## Problem details
Within the data beneath, some lines may hold the word "tokio". Give the number of those lines and nothing else.

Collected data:
BEGIN
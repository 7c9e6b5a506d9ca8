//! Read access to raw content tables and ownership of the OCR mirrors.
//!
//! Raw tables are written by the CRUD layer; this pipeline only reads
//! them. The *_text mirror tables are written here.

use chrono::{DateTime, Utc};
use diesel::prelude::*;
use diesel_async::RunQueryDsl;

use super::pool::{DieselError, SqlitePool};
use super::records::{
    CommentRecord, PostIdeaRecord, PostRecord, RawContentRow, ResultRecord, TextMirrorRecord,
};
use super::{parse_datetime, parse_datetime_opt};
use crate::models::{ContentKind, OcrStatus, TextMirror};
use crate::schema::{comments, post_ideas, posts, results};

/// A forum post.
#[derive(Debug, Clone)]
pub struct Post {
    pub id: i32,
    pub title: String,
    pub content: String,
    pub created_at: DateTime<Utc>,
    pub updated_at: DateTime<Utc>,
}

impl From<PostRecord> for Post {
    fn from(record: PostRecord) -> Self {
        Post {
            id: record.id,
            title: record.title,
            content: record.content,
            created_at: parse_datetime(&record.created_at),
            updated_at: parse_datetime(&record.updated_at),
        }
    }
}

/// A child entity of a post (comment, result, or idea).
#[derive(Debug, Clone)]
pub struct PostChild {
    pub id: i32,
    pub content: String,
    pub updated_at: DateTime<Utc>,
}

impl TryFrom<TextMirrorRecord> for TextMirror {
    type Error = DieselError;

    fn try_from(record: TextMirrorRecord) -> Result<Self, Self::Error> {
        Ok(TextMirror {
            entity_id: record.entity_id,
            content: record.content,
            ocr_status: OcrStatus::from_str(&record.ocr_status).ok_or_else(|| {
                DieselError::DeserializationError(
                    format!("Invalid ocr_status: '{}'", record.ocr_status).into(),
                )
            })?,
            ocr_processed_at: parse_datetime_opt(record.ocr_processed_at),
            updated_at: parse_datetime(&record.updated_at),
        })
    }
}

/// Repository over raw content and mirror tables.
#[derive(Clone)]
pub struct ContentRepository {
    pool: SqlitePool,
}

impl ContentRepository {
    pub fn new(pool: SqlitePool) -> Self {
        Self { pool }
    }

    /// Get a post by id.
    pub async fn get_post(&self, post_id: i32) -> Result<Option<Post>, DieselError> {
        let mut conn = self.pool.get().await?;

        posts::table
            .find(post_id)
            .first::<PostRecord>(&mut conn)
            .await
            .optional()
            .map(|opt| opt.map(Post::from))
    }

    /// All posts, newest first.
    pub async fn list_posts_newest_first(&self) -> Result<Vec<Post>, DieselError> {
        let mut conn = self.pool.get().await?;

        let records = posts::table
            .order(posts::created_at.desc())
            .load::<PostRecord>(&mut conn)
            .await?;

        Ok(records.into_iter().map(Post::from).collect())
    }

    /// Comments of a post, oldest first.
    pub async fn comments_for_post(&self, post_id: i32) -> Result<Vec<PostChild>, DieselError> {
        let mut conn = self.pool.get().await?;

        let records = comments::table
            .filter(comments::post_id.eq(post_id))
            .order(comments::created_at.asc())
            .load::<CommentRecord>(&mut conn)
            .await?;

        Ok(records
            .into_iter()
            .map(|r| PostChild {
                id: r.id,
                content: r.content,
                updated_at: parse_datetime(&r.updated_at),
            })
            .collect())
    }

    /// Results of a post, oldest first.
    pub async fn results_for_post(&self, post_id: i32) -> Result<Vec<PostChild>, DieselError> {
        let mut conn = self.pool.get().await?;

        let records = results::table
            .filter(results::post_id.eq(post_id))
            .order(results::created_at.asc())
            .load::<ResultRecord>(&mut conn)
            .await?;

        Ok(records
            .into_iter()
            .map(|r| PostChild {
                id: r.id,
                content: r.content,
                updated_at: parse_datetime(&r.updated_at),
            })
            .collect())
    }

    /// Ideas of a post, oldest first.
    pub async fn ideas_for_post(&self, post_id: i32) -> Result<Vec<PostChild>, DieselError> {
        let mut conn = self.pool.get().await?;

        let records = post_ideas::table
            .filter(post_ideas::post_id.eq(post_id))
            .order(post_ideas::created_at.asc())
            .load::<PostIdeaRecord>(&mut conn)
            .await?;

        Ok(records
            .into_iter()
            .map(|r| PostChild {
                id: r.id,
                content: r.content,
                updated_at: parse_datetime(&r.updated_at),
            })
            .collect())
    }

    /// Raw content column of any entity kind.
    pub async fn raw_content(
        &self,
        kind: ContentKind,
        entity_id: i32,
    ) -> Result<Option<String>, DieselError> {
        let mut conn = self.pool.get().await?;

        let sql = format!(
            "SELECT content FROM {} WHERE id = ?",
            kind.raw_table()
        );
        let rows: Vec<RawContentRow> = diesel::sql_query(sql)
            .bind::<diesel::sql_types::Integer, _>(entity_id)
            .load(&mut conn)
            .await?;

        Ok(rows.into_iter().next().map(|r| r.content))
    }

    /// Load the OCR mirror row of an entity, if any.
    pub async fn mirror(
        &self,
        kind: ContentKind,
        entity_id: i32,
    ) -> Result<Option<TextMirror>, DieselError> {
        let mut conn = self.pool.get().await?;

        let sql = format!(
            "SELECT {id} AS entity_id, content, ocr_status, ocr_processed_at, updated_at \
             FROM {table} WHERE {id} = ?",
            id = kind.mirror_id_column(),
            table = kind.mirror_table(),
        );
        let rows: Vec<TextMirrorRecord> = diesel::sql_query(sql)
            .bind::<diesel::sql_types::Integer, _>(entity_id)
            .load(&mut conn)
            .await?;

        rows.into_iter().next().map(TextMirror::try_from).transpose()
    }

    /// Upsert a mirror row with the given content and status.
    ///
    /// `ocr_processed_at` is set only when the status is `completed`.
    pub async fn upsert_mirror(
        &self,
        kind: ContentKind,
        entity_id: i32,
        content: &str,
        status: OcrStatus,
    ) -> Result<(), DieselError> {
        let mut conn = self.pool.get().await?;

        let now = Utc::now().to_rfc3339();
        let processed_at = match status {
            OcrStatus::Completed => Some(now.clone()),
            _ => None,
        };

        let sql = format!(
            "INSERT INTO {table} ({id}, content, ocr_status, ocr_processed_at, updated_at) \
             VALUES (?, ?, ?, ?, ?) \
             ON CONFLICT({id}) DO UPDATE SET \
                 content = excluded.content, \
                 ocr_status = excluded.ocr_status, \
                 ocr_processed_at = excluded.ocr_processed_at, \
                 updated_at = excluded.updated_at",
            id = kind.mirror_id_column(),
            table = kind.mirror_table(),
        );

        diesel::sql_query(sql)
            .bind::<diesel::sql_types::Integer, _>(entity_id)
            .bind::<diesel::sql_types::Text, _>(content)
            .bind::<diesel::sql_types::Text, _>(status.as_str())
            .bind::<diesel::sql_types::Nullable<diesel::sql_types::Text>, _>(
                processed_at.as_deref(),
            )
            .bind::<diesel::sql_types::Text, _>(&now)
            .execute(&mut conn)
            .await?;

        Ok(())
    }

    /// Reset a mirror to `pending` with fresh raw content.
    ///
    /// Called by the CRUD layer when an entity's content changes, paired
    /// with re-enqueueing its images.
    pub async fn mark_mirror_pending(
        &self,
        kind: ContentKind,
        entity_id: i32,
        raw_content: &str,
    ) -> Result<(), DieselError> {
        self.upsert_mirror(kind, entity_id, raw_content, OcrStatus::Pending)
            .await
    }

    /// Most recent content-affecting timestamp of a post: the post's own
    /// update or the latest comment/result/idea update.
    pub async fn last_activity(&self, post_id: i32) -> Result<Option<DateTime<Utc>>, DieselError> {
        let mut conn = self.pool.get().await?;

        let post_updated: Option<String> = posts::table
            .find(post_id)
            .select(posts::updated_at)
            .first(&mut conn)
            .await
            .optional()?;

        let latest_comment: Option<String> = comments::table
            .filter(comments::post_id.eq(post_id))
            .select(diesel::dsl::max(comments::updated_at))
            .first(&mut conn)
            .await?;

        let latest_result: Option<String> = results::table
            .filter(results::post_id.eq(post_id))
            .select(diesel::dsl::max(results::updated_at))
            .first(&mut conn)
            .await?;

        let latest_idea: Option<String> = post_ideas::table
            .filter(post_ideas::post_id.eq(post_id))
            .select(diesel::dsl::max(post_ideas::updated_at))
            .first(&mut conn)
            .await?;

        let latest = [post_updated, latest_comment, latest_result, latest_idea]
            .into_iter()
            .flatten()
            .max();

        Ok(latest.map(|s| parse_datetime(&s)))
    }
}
END
BEGIN
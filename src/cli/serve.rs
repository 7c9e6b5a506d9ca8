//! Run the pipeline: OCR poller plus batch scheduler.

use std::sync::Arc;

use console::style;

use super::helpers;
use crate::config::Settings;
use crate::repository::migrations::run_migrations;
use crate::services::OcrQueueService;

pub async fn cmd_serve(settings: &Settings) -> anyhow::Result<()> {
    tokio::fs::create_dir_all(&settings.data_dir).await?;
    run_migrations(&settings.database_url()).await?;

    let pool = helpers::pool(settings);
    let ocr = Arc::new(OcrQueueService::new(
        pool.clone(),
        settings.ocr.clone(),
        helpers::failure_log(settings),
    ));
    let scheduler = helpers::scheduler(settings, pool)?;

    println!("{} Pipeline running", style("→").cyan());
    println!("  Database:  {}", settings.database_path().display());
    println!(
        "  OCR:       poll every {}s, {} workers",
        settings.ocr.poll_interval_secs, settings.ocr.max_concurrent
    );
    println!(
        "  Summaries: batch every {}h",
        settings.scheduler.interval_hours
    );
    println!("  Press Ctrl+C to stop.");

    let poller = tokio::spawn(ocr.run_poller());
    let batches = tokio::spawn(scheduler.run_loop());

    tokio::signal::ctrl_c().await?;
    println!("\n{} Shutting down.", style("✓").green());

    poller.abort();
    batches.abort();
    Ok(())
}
END
BEGIN
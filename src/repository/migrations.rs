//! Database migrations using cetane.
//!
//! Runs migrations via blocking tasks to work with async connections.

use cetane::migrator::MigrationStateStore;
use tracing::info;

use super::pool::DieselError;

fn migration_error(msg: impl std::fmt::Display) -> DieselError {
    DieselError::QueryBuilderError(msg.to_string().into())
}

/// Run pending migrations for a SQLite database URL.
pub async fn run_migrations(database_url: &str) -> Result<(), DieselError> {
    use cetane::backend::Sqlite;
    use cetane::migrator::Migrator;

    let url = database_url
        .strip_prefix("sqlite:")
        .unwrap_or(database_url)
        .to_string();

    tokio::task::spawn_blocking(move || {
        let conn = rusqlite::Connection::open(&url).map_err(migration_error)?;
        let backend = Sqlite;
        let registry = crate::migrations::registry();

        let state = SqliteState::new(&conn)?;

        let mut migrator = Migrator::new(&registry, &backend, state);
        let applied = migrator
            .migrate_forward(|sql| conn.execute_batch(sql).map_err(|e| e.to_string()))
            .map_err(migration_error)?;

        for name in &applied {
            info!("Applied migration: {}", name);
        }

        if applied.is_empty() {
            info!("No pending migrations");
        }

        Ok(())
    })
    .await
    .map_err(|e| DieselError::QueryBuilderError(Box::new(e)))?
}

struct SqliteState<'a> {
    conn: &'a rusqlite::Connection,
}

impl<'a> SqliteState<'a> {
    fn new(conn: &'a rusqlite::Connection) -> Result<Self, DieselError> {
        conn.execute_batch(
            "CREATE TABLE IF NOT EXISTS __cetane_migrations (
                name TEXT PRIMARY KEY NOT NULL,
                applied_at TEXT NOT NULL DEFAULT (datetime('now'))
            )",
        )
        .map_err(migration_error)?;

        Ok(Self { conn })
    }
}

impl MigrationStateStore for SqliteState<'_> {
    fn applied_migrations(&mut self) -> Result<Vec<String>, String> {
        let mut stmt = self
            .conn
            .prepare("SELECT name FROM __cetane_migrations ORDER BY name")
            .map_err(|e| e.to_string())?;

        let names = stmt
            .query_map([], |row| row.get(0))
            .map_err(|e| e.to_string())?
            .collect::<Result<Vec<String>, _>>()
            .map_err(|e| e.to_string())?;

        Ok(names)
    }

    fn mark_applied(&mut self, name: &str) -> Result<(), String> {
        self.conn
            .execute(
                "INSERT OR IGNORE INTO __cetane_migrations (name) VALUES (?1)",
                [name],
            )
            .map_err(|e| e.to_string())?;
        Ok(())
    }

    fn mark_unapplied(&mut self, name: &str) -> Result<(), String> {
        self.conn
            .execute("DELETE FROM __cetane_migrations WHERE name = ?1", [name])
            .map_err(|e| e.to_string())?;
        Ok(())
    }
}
END
## Answer for the task
5